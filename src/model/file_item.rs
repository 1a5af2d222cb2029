//! # File Items
//!
//! A file stored by path. Contents are kept as base64 text so they survive
//! text-oriented backends.

use base64::engine::general_purpose::STANDARD;
use base64::Engine as _;
use serde_json::Value;

use crate::adapter::Fields;

use super::errors::{ModelError, ModelResult};
use super::repository::Resource;

/// A stored file
#[derive(Debug, Clone, PartialEq, Eq)]
pub struct FileItem {
    pub id: Option<u64>,
    pub path: String,
    /// Base64 text
    pub contents: String,
}

impl FileItem {
    /// Unsaved item holding `data`
    pub fn from_bytes(path: impl Into<String>, data: &[u8]) -> Self {
        Self {
            id: None,
            path: path.into(),
            contents: STANDARD.encode(data),
        }
    }

    /// Decoded contents.
    ///
    /// Line breaks and other whitespace are ignored, since some encoders
    /// wrap base64 output every 60 characters.
    pub fn decoded(&self) -> ModelResult<Vec<u8>> {
        let compact: String = self
            .contents
            .chars()
            .filter(|c| !c.is_ascii_whitespace())
            .collect();
        Ok(STANDARD.decode(compact)?)
    }

    /// Decoded length computed from the encoded text, without decoding
    pub fn size_hint(&self) -> usize {
        let compact = self
            .contents
            .bytes()
            .filter(|b| !b.is_ascii_whitespace());
        let (len, padding) = compact.fold((0usize, 0usize), |(len, pad), b| {
            (len + 1, if b == b'=' { pad + 1 } else { pad })
        });
        (len / 4 * 3).saturating_sub(padding)
    }
}

fn string_field(fields: &Fields, field: &'static str) -> ModelResult<String> {
    match fields.get(field) {
        Some(Value::String(s)) => Ok(s.clone()),
        Some(_) => Err(ModelError::InvalidField {
            field,
            expected: "string",
        }),
        None => Err(ModelError::MissingField(field)),
    }
}

impl Resource for FileItem {
    const MODEL_NAME: &'static str = "FileItem";
    const KEY: &'static str = "id";
    const PROPERTIES: &'static [&'static str] = &["id", "path", "contents"];

    fn key(&self) -> Option<u64> {
        self.id
    }

    fn set_key(&mut self, key: u64) {
        self.id = Some(key);
    }

    fn to_fields(&self) -> Fields {
        let mut fields = Fields::new();
        if let Some(id) = self.id {
            fields.insert("id".into(), Value::from(id));
        }
        fields.insert("path".into(), Value::from(self.path.clone()));
        fields.insert("contents".into(), Value::from(self.contents.clone()));
        fields
    }

    fn from_fields(fields: &Fields) -> ModelResult<Self> {
        let id = match fields.get("id") {
            None | Some(Value::Null) => None,
            Some(value) => Some(value.as_u64().ok_or(ModelError::InvalidField {
                field: "id",
                expected: "unsigned integer",
            })?),
        };

        Ok(Self {
            id,
            path: string_field(fields, "path")?,
            contents: string_field(fields, "contents")?,
        })
    }
}

#[cfg(test)]
mod tests {
    use super::*;
    use crate::adapter::{
        AbstractAdapter, Adapter, AdapterConfig, AdapterError, MemoryAdapter, NamingConvention,
        Query,
    };
    use crate::model::Repository;
    use serde_json::json;
    use std::sync::Arc;

    fn repository() -> (Repository<FileItem>, Arc<MemoryAdapter>) {
        let adapter = Arc::new(MemoryAdapter::new(AdapterConfig::memory("default")));
        (Repository::new(adapter.clone()), adapter)
    }

    #[test]
    fn test_encoding() {
        let item = FileItem::from_bytes("report.txt", b"hello");
        assert_eq!(item.contents, "aGVsbG8=");
        assert_eq!(item.decoded().unwrap(), b"hello");
        assert_eq!(item.size_hint(), 5);
    }

    #[test]
    fn test_decodes_wrapped_base64() {
        let data = vec![7u8; 100];
        let mut item = FileItem::from_bytes("blob.bin", &data);
        let wrapped: Vec<String> = item
            .contents
            .as_bytes()
            .chunks(60)
            .map(|chunk| String::from_utf8_lossy(chunk).into_owned())
            .collect();
        item.contents = wrapped.join("\n") + "\n";

        assert_eq!(item.decoded().unwrap(), data);
        assert_eq!(item.size_hint(), 100);
    }

    #[test]
    fn test_invalid_base64() {
        let item = FileItem {
            id: None,
            path: "x".into(),
            contents: "not base64!".into(),
        };
        assert!(matches!(item.decoded(), Err(ModelError::Decode(_))));
    }

    #[test]
    fn test_from_fields_validation() {
        let mut fields = Fields::new();
        fields.insert("path".into(), json!("a"));
        assert!(matches!(
            FileItem::from_fields(&fields),
            Err(ModelError::MissingField("contents"))
        ));

        fields.insert("contents".into(), json!(5));
        assert!(matches!(
            FileItem::from_fields(&fields),
            Err(ModelError::InvalidField { field: "contents", .. })
        ));
    }

    #[test]
    fn test_create_and_lookup() {
        let (repo, adapter) = repository();
        let created = repo.create(FileItem::from_bytes("a.txt", b"one")).unwrap();
        assert_eq!(created.id, Some(1));
        assert_eq!(adapter.count("file_items"), 1);

        let found = repo.first_by("path", "a.txt").unwrap().unwrap();
        assert_eq!(found, created);
        assert!(repo.first_by("path", "b.txt").unwrap().is_none());
    }

    #[test]
    fn test_first_match_wins() {
        let (repo, _) = repository();
        let first = repo.create(FileItem::from_bytes("dup", b"first")).unwrap();
        repo.create(FileItem::from_bytes("dup", b"second")).unwrap();

        assert_eq!(repo.all_by("path", "dup").unwrap().len(), 2);
        let found = repo.first_by("path", "dup").unwrap().unwrap();
        assert_eq!(found.id, first.id);
        assert_eq!(found.decoded().unwrap(), b"first");

        assert!(repo.destroy(&found).unwrap());
        let remaining = repo.all_by("path", "dup").unwrap();
        assert_eq!(remaining.len(), 1);
        assert_eq!(remaining[0].decoded().unwrap(), b"second");
    }

    #[test]
    fn test_update() {
        let (repo, _) = repository();
        let item = repo.create(FileItem::from_bytes("old", b"x")).unwrap();

        assert_eq!(repo.update(&item, &[("path", json!("new"))]).unwrap(), 1);
        assert!(repo.first_by("path", "old").unwrap().is_none());
        assert_eq!(repo.first_by("path", "new").unwrap().unwrap().id, item.id);
    }

    #[test]
    fn test_unsaved_cannot_be_destroyed() {
        let (repo, _) = repository();
        let item = FileItem::from_bytes("a", b"");
        assert!(matches!(repo.destroy(&item), Err(ModelError::Unsaved("FileItem"))));
        assert!(matches!(repo.update(&item, &[]), Err(ModelError::Unsaved(_))));
    }

    #[test]
    fn test_naming_conventions_shape_storage() {
        fn prefixed(name: &str) -> String {
            format!("fs_{}", name)
        }
        let config = AdapterConfig::memory("default")
            .with_resource_naming(NamingConvention::Underscored)
            .with_field_naming(NamingConvention::Custom { name: "prefixed", map: prefixed });
        let adapter = Arc::new(MemoryAdapter::new(config));
        let repo: Repository<FileItem> = Repository::new(adapter.clone());

        assert_eq!(repo.storage_name(), "file_item");
        repo.create(FileItem::from_bytes("a.txt", b"one")).unwrap();

        let raw = adapter.read(&Query::new("file_item")).unwrap();
        assert_eq!(raw[0]["fs_path"], json!("a.txt"));
        assert_eq!(raw[0]["fs_id"], json!(1));

        let found = repo.first_by("path", "a.txt").unwrap().unwrap();
        assert_eq!(found.id, Some(1));
    }

    #[test]
    fn test_adapter_errors_surface() {
        let repo: Repository<FileItem> =
            Repository::new(Arc::new(AbstractAdapter::new(AdapterConfig::memory("base"))));
        match repo.all() {
            Err(ModelError::Adapter(AdapterError::NotImplemented { operation, .. })) => {
                assert_eq!(operation, "read")
            }
            other => panic!("unexpected: {:?}", other),
        }
    }
}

————————

- _WHAT THE EXERCISE ASKS_:
Print every line of the listing shown above, exactly.

- _RESULT_:
filename src/model/file_item.rs
repository 1a5af2d222cb2029
//! # File Items
//!
//! A file stored by path. Contents are kept as base64 text so they survive
//! text-oriented backends.

use base64::engine::general_purpose::STANDARD;
use base64::Engine as _;
use serde_json::Value;

use crate::adapter::Fields;

use super::errors::{ModelError, ModelResult};
use super::repository::Resource;

/// A stored file
#[derive(Debug, Clone, PartialEq, Eq)]
pub struct FileItem {
    pub id: Option<u64>,
    pub path: String,
    /// Base64 text
    pub contents: String,
}

impl FileItem {
    /// Unsaved item holding `data`
    pub fn from_bytes(path: impl Into<String>, data: &[u8]) -> Self {
        Self {
            id: None,
            path: path.into(),
            contents: STANDARD.encode(data),
        }
    }

    /// Decoded contents.
    ///
    /// Line breaks and other whitespace are ignored, since some encoders
    /// wrap base64 output every 60 characters.
    pub fn decoded(&self) -> ModelResult<Vec<u8>> {
        let compact: String = self
            .contents
            .chars()
            .filter(|c| !c.is_ascii_whitespace())
            .collect();
        Ok(STANDARD.decode(compact)?)
    }

    /// Decoded length computed from the encoded text, without decoding
    pub fn size_hint(&self) -> usize {
        let compact = self
            .contents
            .bytes()
            .filter(|b| !b.is_ascii_whitespace());
        let (len, padding) = compact.fold((0usize, 0usize), |(len, pad), b| {
            (len + 1, if b == b'=' { pad + 1 } else { pad })
        });
        (len / 4 * 3).saturating_sub(padding)
    }
}

fn string_field(fields: &Fields, field: &'static str) -> ModelResult<String> {
    match fields.get(field) {
        Some(Value::String(s)) => Ok(s.clone()),
        Some(_) => Err(ModelError::InvalidField {
            field,
            expected: "string",
        }),
        None => Err(ModelError::MissingField(field)),
    }
}

impl Resource for FileItem {
    const MODEL_NAME: &'static str = "FileItem";
    const KEY: &'static str = "id";
    const PROPERTIES: &'static [&'static str] = &["id", "path", "contents"];

    fn key(&self) -> Option<u64> {
        self.id
    }

    fn set_key(&mut self, key: u64) {
        self.id = Some(key);
    }

    fn to_fields(&self) -> Fields {
        let mut fields = Fields::new();
        if let Some(id) = self.id {
            fields.insert("id".into(), Value::from(id));
        }
        fields.insert("path".into(), Value::from(self.path.clone()));
        fields.insert("contents".into(), Value::from(self.contents.clone()));
        fields
    }

    fn from_fields(fields: &Fields) -> ModelResult<Self> {
        let id = match fields.get("id") {
            None | Some(Value::Null) => None,
            Some(value) => Some(value.as_u64().ok_or(ModelError::InvalidField {
                field: "id",
                expected: "unsigned integer",
            })?),
        };

        Ok(Self {
            id,
            path: string_field(fields, "path")?,
            contents: string_field(fields, "contents")?,
        })
    }
}

#[cfg(test)]
mod tests {
    use super::*;
    use crate::adapter::{
        AbstractAdapter, Adapter, AdapterConfig, AdapterError, MemoryAdapter, NamingConvention,
        Query,
    };
    use crate::model::Repository;
    use serde_json::json;
    use std::sync::Arc;

    fn repository() -> (Repository<FileItem>, Arc<MemoryAdapter>) {
        let adapter = Arc::new(MemoryAdapter::new(AdapterConfig::memory("default")));
        (Repository::new(adapter.clone()), adapter)
    }

    #[test]
    fn test_encoding() {
        let item = FileItem::from_bytes("report.txt", b"hello");
        assert_eq!(item.contents, "aGVsbG8=");
        assert_eq!(item.decoded().unwrap(), b"hello");
        assert_eq!(item.size_hint(), 5);
    }

    #[test]
    fn test_decodes_wrapped_base64() {
        let data = vec![7u8; 100];
        let mut item = FileItem::from_bytes("blob.bin", &data);
        let wrapped: Vec<String> = item
            .contents
            .as_bytes()
            .chunks(60)
            .map(|chunk| String::from_utf8_lossy(chunk).into_owned())
            .collect();
        item.contents = wrapped.join("\n") + "\n";

        assert_eq!(item.decoded().unwrap(), data);
        assert_eq!(item.size_hint(), 100);
    }

    #[test]
    fn test_invalid_base64() {
        let item = FileItem {
            id: None,
            path: "x".into(),
            contents: "not base64!".into(),
        };
        assert!(matches!(item.decoded(), Err(ModelError::Decode(_))));
    }

    #[test]
    fn test_from_fields_validation() {
        let mut fields = Fields::new();
        fields.insert("path".into(), json!("a"));
        assert!(matches!(
            FileItem::from_fields(&fields),
            Err(ModelError::MissingField("contents"))
        ));

        fields.insert("contents".into(), json!(5));
        assert!(matches!(
            FileItem::from_fields(&fields),
            Err(ModelError::InvalidField { field: "contents", .. })
        ));
    }

    #[test]
    fn test_create_and_lookup() {
        let (repo, adapter) = repository();
        let created = repo.create(FileItem::from_bytes("a.txt", b"one")).unwrap();
        assert_eq!(created.id, Some(1));
        assert_eq!(adapter.count("file_items"), 1);

        let found = repo.first_by("path", "a.txt").unwrap().unwrap();
        assert_eq!(found, created);
        assert!(repo.first_by("path", "b.txt").unwrap().is_none());
    }

    #[test]
    fn test_first_match_wins() {
        let (repo, _) = repository();
        let first = repo.create(FileItem::from_bytes("dup", b"first")).unwrap();
        repo.create(FileItem::from_bytes("dup", b"second")).unwrap();

        assert_eq!(repo.all_by("path", "dup").unwrap().len(), 2);
        let found = repo.first_by("path", "dup").unwrap().unwrap();
        assert_eq!(found.id, first.id);
        assert_eq!(found.decoded().unwrap(), b"first");

        assert!(repo.destroy(&found).unwrap());
        let remaining = repo.all_by("path", "dup").unwrap();
        assert_eq!(remaining.len(), 1);
        assert_eq!(remaining[0].decoded().unwrap(), b"second");
    }

    #[test]
    fn test_update() {
        let (repo, _) = repository();
        let item = repo.create(FileItem::from_bytes("old", b"x")).unwrap();

        assert_eq!(repo.update(&item, &[("path", json!("new"))]).unwrap(), 1);
        assert!(repo.first_by("path", "old").unwrap().is_none());
        assert_eq!(repo.first_by("path", "new").unwrap().unwrap().id, item.id);
    }

    #[test]
    fn test_unsaved_cannot_be_destroyed() {
        let (repo, _) = repository();
        let item = FileItem::from_bytes("a", b"");
        assert!(matches!(repo.destroy(&item), Err(ModelError::Unsaved("FileItem"))));
        assert!(matches!(repo.update(&item, &[]), Err(ModelError::Unsaved(_))));
    }

    #[test]
    fn test_naming_conventions_shape_storage() {
        fn prefixed(name: &str) -> String {
            format!("fs_{}", name)
        }
        let config = AdapterConfig::memory("default")
            .with_resource_naming(NamingConvention::Underscored)
            .with_field_naming(NamingConvention::Custom { name: "prefixed", map: prefixed });
        let adapter = Arc::new(MemoryAdapter::new(config));
        let repo: Repository<FileItem> = Repository::new(adapter.clone());

        assert_eq!(repo.storage_name(), "file_item");
        repo.create(FileItem::from_bytes("a.txt", b"one")).unwrap();

        let raw = adapter.read(&Query::new("file_item")).unwrap();
        assert_eq!(raw[0]["fs_path"], json!("a.txt"));
        assert_eq!(raw[0]["fs_id"], json!(1));

        let found = repo.first_by("path", "a.txt").unwrap().unwrap();
        assert_eq!(found.id, Some(1));
    }

    #[test]
    fn test_adapter_errors_surface() {
        let repo: Repository<FileItem> =
            Repository::new(Arc::new(AbstractAdapter::new(AdapterConfig::memory("base"))));
        match repo.all() {
            Err(ModelError::Adapter(AdapterError::NotImplemented { operation, .. })) => {
                assert_eq!(operation, "read")
            }
            other => panic!("unexpected: {:?}", other),
        }
    }
}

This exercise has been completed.